• [ACTIVITY]:
Every line of the records that holds the word "authorize" should be copied out.

Dataset entries:

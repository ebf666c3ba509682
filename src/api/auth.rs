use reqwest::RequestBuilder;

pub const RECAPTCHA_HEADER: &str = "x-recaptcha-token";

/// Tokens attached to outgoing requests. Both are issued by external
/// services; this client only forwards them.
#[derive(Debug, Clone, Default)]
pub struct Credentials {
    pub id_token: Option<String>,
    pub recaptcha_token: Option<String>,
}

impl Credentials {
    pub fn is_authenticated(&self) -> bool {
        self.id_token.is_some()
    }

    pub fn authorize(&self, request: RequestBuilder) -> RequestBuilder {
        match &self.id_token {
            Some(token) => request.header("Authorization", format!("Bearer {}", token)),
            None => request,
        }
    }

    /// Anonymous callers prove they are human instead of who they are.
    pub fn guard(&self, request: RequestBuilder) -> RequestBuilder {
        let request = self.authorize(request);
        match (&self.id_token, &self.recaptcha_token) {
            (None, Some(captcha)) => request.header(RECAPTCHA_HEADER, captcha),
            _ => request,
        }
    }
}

==

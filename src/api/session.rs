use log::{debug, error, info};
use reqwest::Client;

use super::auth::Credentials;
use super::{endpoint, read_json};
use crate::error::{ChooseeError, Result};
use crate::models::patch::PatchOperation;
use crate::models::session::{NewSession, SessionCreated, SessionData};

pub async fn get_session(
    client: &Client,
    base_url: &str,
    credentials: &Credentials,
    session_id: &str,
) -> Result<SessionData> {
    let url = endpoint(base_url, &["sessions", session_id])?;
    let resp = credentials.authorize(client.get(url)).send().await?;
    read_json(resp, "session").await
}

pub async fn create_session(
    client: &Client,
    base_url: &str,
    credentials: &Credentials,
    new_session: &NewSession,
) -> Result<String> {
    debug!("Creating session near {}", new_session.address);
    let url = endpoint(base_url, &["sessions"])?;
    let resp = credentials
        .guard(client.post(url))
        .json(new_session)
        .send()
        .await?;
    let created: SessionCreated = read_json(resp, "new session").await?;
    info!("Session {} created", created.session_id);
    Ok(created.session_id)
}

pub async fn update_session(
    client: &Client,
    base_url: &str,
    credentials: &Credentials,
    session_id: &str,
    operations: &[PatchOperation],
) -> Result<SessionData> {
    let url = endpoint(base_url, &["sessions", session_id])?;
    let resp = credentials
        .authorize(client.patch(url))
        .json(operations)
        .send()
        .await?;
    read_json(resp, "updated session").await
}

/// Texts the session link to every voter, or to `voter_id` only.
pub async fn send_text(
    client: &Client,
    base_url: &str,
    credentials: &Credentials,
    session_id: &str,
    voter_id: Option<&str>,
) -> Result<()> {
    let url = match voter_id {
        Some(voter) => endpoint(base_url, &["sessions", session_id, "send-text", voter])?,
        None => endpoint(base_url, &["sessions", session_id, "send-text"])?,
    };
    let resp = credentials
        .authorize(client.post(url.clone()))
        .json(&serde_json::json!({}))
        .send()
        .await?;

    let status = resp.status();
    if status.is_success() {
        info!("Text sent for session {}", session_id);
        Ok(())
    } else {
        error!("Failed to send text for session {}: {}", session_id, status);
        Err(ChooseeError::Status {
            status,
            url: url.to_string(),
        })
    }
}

• [EXPECTED ANSWER]:
    pub fn authorize(&self, request: RequestBuilder) -> RequestBuilder {
        let request = self.authorize(request);
    let resp = credentials.authorize(client.get(url)).send().await?;
        .authorize(client.patch(url))
        .authorize(client.post(url.clone()))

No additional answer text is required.